Un travailleur sur quatre a un ennemi au boulot

Publié : mercredi 28 mars 2018 Par

Après avoir analysé l’amour au boulot, l’enquête intitulée “L’autre facette du travail” menée par Randstad s’est intéressée à la haine au boulot. En interrogeant quelque 1.800 travailleurs belges sur la thématique de l’ennemi au travail, le spécialiste de l’intérim est arrivé à la conclusion suivante: un travailleur sur quatre a un ennemi au travail.

“C’est énorme”, estime Jan Denys, spécialiste du marché du travail chez Randstad. "Le fait d’avoir des ennemis peut être lié à trois choses : la vengeance, la jalousie et la compétition. On peut très bien imaginer que cela correspond mieux aux profils des cadres supérieurs. On note aussi que le fait d’avoir des ennemis augmente avec l’ancienneté, même si très vite on peut en avoir. Ainsi un travailleur sur cinq qui est dans l’entreprise depuis moins de deux ans déclare déjà avoir un ennemi. "

Quels impacts sur l’entreprise ?

"Or l’impact sur l’entreprise peut être important.

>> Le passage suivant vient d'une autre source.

//! LLM parsing of free-text operator corrections into tagged records.

use std::sync::Arc;

use serde_json::{json, Value};

use crate::llm::{LlmClient, LlmParams};
use crate::models::{CorrectionType, ParsedCorrection, ProcessingResult};

use super::FeedbackError;

pub struct FeedbackParser {
    llm: Arc<dyn LlmClient>,
}

impl FeedbackParser {
    pub fn new(llm: Arc<dyn LlmClient>) -> Self {
        Self { llm }
    }

    /// Parse one correction against the result it refers to.
    pub fn parse(
        &self,
        original: &ProcessingResult,
        user_text: &str,
    ) -> Result<ParsedCorrection, FeedbackError> {
        let schema = json!({
            "type": "object",
            "properties": {
                "type": {
                    "type": "string",
                    "enum": ["company_match", "product_match", "quantity", "price", "confirm", "reject", "clarify"]
                },
                "payload": { "type": "object" },
                "confidence": { "type": "number", "minimum": 0, "maximum": 1 },
                "question": { "type": ["string", "null"] }
            },
            "required": ["type", "payload", "confidence"]
        });

        let context = json!({
            "order_id": original.order_id,
            "customer": original.extraction.customer,
            "line_items": original.extraction.line_items,
            "matches": original.matches.iter().map(|m| json!({
                "line_index": m.line_index,
                "chosen_product_id": m.chosen_product_id,
            })).collect::<Vec<_>>(),
        });

        let prompt = format!(
            "An operator replied to this processed order:\n{context}\n\n\
Operator message:\n{user_text}\n\n\
Classify the correction. Types:\n\
- company_match: payload {{\"company_name\": string}}\n\
- product_match: payload {{\"line_index\": int, \"product_code\": string}}\n\
- quantity: payload {{\"line_index\": int, \"quantity\": number}}\n\
- price: payload {{\"line_index\": int, \"unit_price\": number}}\n\
- confirm: payload {{}} — the operator approves the result\n\
- reject: payload {{\"reason\": string}} — the whole result is wrong\n\
- clarify: payload {{}} and set question — you cannot tell what to change\n\
Return JSON."
        );

        let response = self
            .llm
            .complete(&prompt, &schema, &LlmParams::default())?;
        decode_parsed(&response)
    }
}

fn decode_parsed(response: &Value) -> Result<ParsedCorrection, FeedbackError> {
    let correction_type = match response.get("type").and_then(Value::as_str) {
        Some("company_match") => CorrectionType::CompanyMatch,
        Some("product_match") => CorrectionType::ProductMatch,
        Some("quantity") => CorrectionType::Quantity,
        Some("price") => CorrectionType::Price,
        Some("confirm") => CorrectionType::Confirm,
        Some("reject") => CorrectionType::Reject,
        Some("clarify") => CorrectionType::Clarify,
        other => {
            return Err(FeedbackError::Parse(format!(
                "unknown correction type {other:?}"
            )))
        }
    };

    Ok(ParsedCorrection {
        correction_type,
        payload: response.get("payload").cloned().unwrap_or(json!({})),
        confidence: response
            .get("confidence")
            .and_then(Value::as_f64)
            .map(|c| c.clamp(0.0, 1.0) as f32)
            .unwrap_or(0.0),
        question: response
            .get("question")
            .and_then(Value::as_str)
            .map(str::to_string),
    })
}

#[cfg(test)]
mod tests {
    use super::*;
    use crate::llm::MockLlm;
    use crate::models::{
        CustomerMatch, ExtractedCustomer, Extraction, IntentType, ProcessingStatus,
    };

    fn original() -> ProcessingResult {
        ProcessingResult {
            message_id: "msg-1".into(),
            order_id: "ORDER_1_x".into(),
            extraction: Extraction {
                intent_type: IntentType::OrderInquiry,
                intent_confidence: 0.9,
                customer: ExtractedCustomer {
                    name: Some("SDS GmbH".into()),
                    ..Default::default()
                },
                line_items: vec![],
                order_ref: None,
                notes: None,
            },
            matches: vec![],
            customer_match: CustomerMatch::default(),
            erp_verification: None,
            order: None,
            created_at: chrono::Utc::now().naive_utc(),
            status: ProcessingStatus::Ok,
        }
    }

    #[test]
    fn company_correction_parses() {
        let llm = Arc::new(MockLlm::with_response(json!({
            "type": "company_match",
            "payload": { "company_name": "Schur Flexibles" },
            "confidence": 0.96
        })));
        let parser = FeedbackParser::new(llm.clone());

        let parsed = parser
            .parse(&original(), "Company should be Schur Flexibles")
            .unwrap();
        assert_eq!(parsed.correction_type, CorrectionType::CompanyMatch);
        assert_eq!(parsed.payload["company_name"], "Schur Flexibles");

        // The prompt carried the original context and the operator text.
        let prompt = &llm.prompts()[0];
        assert!(prompt.contains("ORDER_1_x"));
        assert!(prompt.contains("Company should be Schur Flexibles"));
    }

    #[test]
    fn clarify_carries_question() {
        let llm = Arc::new(MockLlm::with_response(json!({
            "type": "clarify",
            "payload": {},
            "confidence": 0.3,
            "question": "Which line item do you mean?"
        })));
        let parser = FeedbackParser::new(llm);

        let parsed = parser.parse(&original(), "the second one is wrong").unwrap();
        assert_eq!(parsed.correction_type, CorrectionType::Clarify);
        assert_eq!(parsed.question.as_deref(), Some("Which line item do you mean?"));
    }

    #[test]
    fn unknown_type_is_parse_error() {
        let llm = Arc::new(MockLlm::with_response(json!({
            "type": "upside_down",
            "payload": {},
            "confidence": 0.9
        })));
        let parser = FeedbackParser::new(llm);
        assert!(matches!(
            parser.parse(&original(), "??"),
            Err(FeedbackError::Parse(_))
        ));
    }
}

On estime que cela nuit au travail. Les effets négatifs : un stress croissant, la propagation de ragots et les promotions professionnelles manquées. On note aussi que ces relations perdurent dans le temps sans que l’on y remédie. On peut imaginer qu’une hostilité de longue date s’étende à d’autres travailleurs. L’impact sur l’ambiance au travail n’est pas à négliger, or c’est un élément essentiel de la motivation. C’est peut-être un point d’action pour le département RH. J’ai lu récemment plusieurs ouvrages sur la gestion des ressources humaines, et c’est un problème qui n’est jamais mentionné. Il est sous estimé. Contrairement à la problématique du harcèlement, qui touche 18 % des sondés. Mais ce n’est pas la même chose. L’étude montre d’ailleurs que l’existence d’ennemis et le harcèlement moral ne se croisent que dans une très faible mesure. "

Cette situation n’empêche pas des relations globalement positives sur le lieu de travail. Pour seulement 38 % des travailleurs sondés, un collègue est uniquement un collègue. " Mais on constate cependant qu’il y a dix ans seuls 29 % des sondés n’attribuaient pas à leurs collègues un rôle plus large. C’est une baisse importante. Et ce dans tous les groupes sondés. Les relations sont plus fonctionnelles qu’il y a dix ans", termine Jan Denys.